Supplied data:
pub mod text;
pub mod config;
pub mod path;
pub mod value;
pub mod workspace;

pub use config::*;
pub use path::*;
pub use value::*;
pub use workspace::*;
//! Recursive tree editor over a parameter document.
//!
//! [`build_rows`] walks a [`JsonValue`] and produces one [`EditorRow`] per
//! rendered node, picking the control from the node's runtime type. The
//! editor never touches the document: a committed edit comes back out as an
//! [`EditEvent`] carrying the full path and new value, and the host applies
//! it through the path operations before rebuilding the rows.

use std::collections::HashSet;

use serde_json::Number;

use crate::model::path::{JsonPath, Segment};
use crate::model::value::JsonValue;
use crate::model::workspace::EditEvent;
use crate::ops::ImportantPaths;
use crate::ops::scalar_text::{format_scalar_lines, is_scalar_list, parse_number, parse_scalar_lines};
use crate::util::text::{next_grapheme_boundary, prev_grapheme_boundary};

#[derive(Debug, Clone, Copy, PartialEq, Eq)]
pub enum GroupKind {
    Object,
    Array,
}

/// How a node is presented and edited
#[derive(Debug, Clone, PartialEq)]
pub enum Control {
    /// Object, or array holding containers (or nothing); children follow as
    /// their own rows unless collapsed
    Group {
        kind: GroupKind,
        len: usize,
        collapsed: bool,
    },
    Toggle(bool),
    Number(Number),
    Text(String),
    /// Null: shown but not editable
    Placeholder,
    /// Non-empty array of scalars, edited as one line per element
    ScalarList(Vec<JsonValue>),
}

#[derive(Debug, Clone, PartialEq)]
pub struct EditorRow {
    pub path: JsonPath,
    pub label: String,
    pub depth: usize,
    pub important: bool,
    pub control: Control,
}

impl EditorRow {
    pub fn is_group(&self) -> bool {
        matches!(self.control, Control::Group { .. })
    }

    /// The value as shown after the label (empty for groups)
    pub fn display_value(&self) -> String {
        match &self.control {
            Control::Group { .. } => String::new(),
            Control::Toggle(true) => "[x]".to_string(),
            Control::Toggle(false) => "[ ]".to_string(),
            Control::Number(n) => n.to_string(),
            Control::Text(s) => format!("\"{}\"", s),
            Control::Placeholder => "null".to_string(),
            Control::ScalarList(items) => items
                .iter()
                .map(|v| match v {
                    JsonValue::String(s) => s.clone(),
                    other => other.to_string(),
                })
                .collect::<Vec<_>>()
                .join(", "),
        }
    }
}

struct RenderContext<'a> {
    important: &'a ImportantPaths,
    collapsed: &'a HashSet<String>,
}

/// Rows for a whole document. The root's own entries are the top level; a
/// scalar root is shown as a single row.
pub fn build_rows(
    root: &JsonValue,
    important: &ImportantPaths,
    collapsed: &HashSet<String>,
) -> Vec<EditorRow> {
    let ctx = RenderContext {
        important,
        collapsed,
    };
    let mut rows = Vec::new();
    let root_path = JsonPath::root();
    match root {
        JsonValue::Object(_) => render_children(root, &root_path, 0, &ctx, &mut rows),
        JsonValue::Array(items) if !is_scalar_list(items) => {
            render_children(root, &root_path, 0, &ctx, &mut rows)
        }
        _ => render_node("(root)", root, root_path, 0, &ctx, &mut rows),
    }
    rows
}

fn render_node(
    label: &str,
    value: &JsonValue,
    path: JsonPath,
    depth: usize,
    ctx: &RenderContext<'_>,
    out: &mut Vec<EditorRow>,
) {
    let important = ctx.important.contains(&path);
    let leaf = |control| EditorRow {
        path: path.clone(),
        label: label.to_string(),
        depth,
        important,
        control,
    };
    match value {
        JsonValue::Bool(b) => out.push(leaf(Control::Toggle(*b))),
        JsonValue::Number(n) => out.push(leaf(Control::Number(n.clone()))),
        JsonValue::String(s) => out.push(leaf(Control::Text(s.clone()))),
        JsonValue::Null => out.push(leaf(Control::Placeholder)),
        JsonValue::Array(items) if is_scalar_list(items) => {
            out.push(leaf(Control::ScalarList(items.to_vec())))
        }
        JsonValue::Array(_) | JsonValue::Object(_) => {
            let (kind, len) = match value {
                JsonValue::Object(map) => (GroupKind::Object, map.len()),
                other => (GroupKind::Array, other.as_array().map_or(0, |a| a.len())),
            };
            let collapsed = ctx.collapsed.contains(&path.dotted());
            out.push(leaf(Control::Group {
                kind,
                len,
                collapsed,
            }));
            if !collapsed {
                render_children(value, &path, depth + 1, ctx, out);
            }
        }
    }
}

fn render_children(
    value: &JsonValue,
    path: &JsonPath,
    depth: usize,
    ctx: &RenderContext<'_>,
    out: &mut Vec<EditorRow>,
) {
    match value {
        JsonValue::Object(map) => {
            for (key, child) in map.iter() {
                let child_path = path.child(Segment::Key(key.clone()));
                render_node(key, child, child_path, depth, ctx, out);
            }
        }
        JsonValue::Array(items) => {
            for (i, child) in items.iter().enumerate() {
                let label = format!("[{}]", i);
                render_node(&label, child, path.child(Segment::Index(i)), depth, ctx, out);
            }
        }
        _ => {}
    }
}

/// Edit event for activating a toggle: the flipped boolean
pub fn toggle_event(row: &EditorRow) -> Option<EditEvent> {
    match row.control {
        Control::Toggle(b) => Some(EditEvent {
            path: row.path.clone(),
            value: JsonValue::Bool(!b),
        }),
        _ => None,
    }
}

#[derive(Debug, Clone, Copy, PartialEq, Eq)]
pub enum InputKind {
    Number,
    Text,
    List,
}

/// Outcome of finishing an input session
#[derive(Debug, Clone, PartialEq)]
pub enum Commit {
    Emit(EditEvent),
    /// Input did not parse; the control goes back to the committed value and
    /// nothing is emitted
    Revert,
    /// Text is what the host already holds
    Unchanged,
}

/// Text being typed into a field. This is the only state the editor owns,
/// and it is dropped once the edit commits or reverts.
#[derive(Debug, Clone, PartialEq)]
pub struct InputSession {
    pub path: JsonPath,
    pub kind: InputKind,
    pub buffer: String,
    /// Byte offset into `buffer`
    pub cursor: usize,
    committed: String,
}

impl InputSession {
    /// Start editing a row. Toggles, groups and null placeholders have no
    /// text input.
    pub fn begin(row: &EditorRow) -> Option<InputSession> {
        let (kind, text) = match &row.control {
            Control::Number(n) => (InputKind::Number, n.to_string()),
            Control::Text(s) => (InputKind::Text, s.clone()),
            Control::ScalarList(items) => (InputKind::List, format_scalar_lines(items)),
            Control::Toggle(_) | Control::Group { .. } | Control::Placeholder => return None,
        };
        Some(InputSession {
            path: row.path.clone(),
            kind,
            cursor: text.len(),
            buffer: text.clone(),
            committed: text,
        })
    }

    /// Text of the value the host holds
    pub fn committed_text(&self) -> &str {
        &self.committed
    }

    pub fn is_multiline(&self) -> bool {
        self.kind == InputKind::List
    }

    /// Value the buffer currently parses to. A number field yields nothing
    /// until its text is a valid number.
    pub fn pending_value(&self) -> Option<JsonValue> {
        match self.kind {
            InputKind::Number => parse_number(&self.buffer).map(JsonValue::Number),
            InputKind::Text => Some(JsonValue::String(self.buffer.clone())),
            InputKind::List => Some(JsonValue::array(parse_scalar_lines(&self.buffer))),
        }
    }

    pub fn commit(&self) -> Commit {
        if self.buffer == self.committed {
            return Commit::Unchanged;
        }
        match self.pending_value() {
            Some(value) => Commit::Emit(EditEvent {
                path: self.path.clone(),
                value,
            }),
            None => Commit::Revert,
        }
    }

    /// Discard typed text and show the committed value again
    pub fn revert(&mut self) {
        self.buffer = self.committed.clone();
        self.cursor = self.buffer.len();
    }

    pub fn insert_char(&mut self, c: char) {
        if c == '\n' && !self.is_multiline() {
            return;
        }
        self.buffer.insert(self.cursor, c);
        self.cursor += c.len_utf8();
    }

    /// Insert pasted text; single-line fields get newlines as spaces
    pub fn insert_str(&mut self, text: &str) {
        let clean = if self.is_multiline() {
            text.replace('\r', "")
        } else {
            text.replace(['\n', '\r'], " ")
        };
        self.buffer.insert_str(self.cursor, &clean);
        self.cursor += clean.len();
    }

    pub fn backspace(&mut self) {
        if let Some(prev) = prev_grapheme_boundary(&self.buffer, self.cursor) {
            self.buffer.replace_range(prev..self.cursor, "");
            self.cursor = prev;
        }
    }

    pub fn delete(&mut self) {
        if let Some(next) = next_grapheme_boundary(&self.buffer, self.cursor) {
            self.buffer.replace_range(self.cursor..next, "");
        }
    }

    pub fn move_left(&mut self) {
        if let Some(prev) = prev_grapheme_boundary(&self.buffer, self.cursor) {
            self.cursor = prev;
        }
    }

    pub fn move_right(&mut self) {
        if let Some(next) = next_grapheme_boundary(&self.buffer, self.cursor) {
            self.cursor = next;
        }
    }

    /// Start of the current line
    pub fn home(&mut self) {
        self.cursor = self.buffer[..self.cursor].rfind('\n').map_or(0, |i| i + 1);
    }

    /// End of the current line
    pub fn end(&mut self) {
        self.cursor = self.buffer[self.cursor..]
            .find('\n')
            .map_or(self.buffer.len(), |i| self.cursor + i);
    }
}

---

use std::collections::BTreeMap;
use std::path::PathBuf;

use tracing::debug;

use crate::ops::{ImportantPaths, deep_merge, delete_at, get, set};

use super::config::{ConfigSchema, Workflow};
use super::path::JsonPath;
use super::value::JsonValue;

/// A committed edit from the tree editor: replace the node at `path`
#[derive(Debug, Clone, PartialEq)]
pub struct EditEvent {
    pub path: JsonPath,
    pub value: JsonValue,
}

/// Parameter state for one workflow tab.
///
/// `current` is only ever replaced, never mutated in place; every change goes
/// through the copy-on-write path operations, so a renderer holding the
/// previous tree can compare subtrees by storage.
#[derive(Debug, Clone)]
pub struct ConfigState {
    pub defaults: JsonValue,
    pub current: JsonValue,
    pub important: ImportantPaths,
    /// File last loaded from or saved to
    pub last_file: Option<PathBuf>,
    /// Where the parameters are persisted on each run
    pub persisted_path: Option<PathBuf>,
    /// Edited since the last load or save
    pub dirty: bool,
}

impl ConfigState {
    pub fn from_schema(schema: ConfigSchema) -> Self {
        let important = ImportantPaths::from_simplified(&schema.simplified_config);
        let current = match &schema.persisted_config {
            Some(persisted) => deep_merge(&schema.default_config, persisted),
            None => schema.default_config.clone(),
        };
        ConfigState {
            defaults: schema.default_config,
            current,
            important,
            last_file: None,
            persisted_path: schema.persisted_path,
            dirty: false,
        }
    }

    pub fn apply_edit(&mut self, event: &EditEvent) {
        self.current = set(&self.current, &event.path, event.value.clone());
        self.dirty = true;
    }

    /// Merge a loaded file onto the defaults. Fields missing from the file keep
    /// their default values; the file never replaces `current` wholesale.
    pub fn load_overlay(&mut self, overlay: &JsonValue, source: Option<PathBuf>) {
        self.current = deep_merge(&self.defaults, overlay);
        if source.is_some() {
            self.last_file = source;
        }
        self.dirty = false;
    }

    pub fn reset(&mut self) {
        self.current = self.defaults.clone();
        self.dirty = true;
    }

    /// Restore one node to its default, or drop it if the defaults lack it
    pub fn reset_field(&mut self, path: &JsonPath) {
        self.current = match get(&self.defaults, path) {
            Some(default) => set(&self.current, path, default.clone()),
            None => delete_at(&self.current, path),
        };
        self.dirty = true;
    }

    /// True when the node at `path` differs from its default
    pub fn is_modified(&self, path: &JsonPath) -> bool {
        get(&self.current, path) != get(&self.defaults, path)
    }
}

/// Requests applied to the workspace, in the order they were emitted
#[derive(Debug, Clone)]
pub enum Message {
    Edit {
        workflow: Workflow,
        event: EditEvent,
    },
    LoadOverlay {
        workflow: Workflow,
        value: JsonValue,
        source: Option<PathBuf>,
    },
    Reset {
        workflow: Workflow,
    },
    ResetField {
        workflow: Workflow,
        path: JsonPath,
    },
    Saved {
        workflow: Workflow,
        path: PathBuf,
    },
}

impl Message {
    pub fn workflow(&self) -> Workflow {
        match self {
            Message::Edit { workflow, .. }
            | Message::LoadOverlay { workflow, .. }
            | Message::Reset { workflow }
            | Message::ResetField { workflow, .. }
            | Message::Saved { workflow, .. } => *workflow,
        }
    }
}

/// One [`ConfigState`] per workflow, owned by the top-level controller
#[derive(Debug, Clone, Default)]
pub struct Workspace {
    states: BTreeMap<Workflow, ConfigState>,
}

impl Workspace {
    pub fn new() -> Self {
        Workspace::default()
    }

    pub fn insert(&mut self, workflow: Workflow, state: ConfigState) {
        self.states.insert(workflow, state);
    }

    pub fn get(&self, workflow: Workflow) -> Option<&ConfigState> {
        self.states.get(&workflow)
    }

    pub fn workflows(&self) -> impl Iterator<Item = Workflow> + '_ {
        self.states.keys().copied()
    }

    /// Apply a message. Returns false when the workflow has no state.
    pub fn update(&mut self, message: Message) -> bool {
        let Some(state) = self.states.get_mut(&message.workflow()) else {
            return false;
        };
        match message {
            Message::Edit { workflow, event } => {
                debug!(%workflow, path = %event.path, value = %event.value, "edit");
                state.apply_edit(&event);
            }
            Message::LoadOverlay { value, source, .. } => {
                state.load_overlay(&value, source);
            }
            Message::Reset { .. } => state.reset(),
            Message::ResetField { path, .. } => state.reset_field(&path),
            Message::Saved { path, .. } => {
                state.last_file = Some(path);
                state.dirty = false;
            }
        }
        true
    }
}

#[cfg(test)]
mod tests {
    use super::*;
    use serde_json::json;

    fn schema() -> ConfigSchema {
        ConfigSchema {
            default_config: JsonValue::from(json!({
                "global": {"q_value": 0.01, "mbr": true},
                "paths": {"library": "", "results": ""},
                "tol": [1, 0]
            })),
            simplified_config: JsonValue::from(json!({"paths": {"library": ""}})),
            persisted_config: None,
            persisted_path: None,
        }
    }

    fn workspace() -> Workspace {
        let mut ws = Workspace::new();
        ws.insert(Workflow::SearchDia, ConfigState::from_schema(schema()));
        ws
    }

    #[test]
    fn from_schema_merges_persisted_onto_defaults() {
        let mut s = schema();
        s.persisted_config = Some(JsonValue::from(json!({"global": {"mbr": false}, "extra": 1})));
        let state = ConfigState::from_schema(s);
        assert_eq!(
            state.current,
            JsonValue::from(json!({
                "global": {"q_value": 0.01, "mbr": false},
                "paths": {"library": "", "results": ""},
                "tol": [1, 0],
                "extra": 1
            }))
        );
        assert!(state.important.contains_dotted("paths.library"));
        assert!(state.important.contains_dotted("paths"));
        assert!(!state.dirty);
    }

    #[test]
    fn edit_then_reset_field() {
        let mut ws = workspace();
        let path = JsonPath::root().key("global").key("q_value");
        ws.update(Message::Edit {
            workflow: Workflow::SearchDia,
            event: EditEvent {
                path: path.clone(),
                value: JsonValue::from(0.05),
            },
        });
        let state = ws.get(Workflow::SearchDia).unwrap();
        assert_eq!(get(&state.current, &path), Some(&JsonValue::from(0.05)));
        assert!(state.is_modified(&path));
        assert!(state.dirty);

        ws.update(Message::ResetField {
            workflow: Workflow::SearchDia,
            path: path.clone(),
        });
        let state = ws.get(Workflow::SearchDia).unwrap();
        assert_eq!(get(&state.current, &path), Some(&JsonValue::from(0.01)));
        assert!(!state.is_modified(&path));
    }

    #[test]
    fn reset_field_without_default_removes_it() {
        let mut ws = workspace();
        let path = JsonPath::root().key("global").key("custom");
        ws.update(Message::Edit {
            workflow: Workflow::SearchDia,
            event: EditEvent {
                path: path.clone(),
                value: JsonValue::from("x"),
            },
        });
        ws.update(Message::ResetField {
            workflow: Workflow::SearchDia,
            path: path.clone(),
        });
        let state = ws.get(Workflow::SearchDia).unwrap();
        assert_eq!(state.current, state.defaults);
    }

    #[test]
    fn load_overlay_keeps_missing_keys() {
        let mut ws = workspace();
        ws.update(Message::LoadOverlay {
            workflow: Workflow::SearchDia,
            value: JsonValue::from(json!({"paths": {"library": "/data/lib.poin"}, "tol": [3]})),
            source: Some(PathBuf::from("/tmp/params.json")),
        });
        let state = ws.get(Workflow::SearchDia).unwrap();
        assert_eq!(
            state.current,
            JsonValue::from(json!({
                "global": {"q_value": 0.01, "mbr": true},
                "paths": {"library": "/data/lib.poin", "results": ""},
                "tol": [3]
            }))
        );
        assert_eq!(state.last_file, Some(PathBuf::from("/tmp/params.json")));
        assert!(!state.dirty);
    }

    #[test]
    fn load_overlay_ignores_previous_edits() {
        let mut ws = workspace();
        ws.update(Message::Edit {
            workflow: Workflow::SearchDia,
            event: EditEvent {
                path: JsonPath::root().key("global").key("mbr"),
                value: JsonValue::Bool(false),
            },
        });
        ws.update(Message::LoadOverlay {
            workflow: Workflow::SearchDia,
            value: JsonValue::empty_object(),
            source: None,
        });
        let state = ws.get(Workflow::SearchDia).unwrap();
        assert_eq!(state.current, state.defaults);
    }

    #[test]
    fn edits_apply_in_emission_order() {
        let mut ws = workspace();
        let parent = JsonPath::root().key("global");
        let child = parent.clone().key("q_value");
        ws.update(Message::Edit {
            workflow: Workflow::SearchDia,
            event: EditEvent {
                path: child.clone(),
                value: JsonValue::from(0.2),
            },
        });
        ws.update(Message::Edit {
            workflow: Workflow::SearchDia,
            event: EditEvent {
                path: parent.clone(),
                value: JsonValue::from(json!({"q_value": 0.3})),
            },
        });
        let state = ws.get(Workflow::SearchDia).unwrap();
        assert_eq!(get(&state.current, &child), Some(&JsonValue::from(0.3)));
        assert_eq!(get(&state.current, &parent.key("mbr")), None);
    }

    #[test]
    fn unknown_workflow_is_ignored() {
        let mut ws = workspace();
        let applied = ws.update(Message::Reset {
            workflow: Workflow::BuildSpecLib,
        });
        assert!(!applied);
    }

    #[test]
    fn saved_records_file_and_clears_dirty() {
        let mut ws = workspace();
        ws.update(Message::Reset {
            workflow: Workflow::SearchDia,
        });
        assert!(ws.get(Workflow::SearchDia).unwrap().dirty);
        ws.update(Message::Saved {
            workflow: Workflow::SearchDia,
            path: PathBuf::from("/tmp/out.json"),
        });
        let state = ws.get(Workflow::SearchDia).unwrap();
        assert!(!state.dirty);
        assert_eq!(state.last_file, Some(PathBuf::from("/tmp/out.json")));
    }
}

What is required: Count of lines in the data above that contain the string "RenderContext": give this number and no other words.

Completed exercise: 4